[DATASET CONTENT — start]
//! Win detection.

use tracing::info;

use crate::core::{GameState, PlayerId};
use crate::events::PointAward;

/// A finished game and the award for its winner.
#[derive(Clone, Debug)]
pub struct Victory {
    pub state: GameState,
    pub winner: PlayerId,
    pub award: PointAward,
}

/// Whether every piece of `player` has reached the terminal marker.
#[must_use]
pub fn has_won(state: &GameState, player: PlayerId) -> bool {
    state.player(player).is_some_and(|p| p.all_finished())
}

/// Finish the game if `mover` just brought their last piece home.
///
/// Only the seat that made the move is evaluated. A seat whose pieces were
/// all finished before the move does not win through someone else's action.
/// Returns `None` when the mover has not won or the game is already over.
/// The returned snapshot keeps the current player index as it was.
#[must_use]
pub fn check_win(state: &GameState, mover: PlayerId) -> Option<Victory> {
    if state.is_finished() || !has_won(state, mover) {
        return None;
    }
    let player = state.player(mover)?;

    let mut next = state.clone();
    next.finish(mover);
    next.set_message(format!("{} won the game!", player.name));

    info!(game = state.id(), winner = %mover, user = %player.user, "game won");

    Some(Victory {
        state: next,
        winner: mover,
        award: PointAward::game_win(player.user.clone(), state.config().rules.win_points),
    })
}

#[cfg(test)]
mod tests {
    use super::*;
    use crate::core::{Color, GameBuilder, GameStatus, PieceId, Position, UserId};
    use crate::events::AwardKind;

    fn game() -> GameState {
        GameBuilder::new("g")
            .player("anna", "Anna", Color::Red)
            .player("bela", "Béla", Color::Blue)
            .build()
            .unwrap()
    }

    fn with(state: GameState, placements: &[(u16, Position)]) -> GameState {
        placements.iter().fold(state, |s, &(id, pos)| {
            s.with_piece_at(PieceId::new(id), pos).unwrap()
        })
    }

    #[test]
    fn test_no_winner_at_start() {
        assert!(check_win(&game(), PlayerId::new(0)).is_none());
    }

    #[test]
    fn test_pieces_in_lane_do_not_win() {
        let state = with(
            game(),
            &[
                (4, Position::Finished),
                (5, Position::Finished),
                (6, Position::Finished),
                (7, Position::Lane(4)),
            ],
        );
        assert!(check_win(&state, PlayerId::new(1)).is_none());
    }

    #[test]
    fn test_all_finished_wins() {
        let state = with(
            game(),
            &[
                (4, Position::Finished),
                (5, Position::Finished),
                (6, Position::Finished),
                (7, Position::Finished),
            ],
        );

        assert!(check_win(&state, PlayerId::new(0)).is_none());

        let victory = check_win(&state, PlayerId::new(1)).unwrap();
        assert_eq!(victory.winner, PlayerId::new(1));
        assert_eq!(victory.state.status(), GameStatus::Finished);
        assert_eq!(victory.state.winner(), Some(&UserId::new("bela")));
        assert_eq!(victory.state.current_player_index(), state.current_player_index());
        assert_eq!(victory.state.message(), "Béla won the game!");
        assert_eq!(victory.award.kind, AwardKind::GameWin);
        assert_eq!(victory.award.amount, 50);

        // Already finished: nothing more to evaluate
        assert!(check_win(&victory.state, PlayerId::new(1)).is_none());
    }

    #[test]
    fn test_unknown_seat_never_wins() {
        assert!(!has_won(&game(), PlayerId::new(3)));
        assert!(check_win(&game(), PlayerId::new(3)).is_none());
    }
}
[DATASET CONTENT — finish]
- **YOUR INSTRUCTIONS**: Could you restate the listing above word for word, leaving nothing out?

- **SOLUTION BELOW**:
//! Win detection.

use tracing::info;

use crate::core::{GameState, PlayerId};
use crate::events::PointAward;

/// A finished game and the award for its winner.
#[derive(Clone, Debug)]
pub struct Victory {
    pub state: GameState,
    pub winner: PlayerId,
    pub award: PointAward,
}

/// Whether every piece of `player` has reached the terminal marker.
#[must_use]
pub fn has_won(state: &GameState, player: PlayerId) -> bool {
    state.player(player).is_some_and(|p| p.all_finished())
}

/// Finish the game if `mover` just brought their last piece home.
///
/// Only the seat that made the move is evaluated. A seat whose pieces were
/// all finished before the move does not win through someone else's action.
/// Returns `None` when the mover has not won or the game is already over.
/// The returned snapshot keeps the current player index as it was.
#[must_use]
pub fn check_win(state: &GameState, mover: PlayerId) -> Option<Victory> {
    if state.is_finished() || !has_won(state, mover) {
        return None;
    }
    let player = state.player(mover)?;

    let mut next = state.clone();
    next.finish(mover);
    next.set_message(format!("{} won the game!", player.name));

    info!(game = state.id(), winner = %mover, user = %player.user, "game won");

    Some(Victory {
        state: next,
        winner: mover,
        award: PointAward::game_win(player.user.clone(), state.config().rules.win_points),
    })
}

#[cfg(test)]
mod tests {
    use super::*;
    use crate::core::{Color, GameBuilder, GameStatus, PieceId, Position, UserId};
    use crate::events::AwardKind;

    fn game() -> GameState {
        GameBuilder::new("g")
            .player("anna", "Anna", Color::Red)
            .player("bela", "Béla", Color::Blue)
            .build()
            .unwrap()
    }

    fn with(state: GameState, placements: &[(u16, Position)]) -> GameState {
        placements.iter().fold(state, |s, &(id, pos)| {
            s.with_piece_at(PieceId::new(id), pos).unwrap()
        })
    }

    #[test]
    fn test_no_winner_at_start() {
        assert!(check_win(&game(), PlayerId::new(0)).is_none());
    }

    #[test]
    fn test_pieces_in_lane_do_not_win() {
        let state = with(
            game(),
            &[
                (4, Position::Finished),
                (5, Position::Finished),
                (6, Position::Finished),
                (7, Position::Lane(4)),
            ],
        );
        assert!(check_win(&state, PlayerId::new(1)).is_none());
    }

    #[test]
    fn test_all_finished_wins() {
        let state = with(
            game(),
            &[
                (4, Position::Finished),
                (5, Position::Finished),
                (6, Position::Finished),
                (7, Position::Finished),
            ],
        );

        assert!(check_win(&state, PlayerId::new(0)).is_none());

        let victory = check_win(&state, PlayerId::new(1)).unwrap();
        assert_eq!(victory.winner, PlayerId::new(1));
        assert_eq!(victory.state.status(), GameStatus::Finished);
        assert_eq!(victory.state.winner(), Some(&UserId::new("bela")));
        assert_eq!(victory.state.current_player_index(), state.current_player_index());
        assert_eq!(victory.state.message(), "Béla won the game!");
        assert_eq!(victory.award.kind, AwardKind::GameWin);
        assert_eq!(victory.award.amount, 50);

        // Already finished: nothing more to evaluate
        assert!(check_win(&victory.state, PlayerId::new(1)).is_none());
    }

    #[test]
    fn test_unknown_seat_never_wins() {
        assert!(!has_won(&game(), PlayerId::new(3)));
        assert!(check_win(&game(), PlayerId::new(3)).is_none());
    }
}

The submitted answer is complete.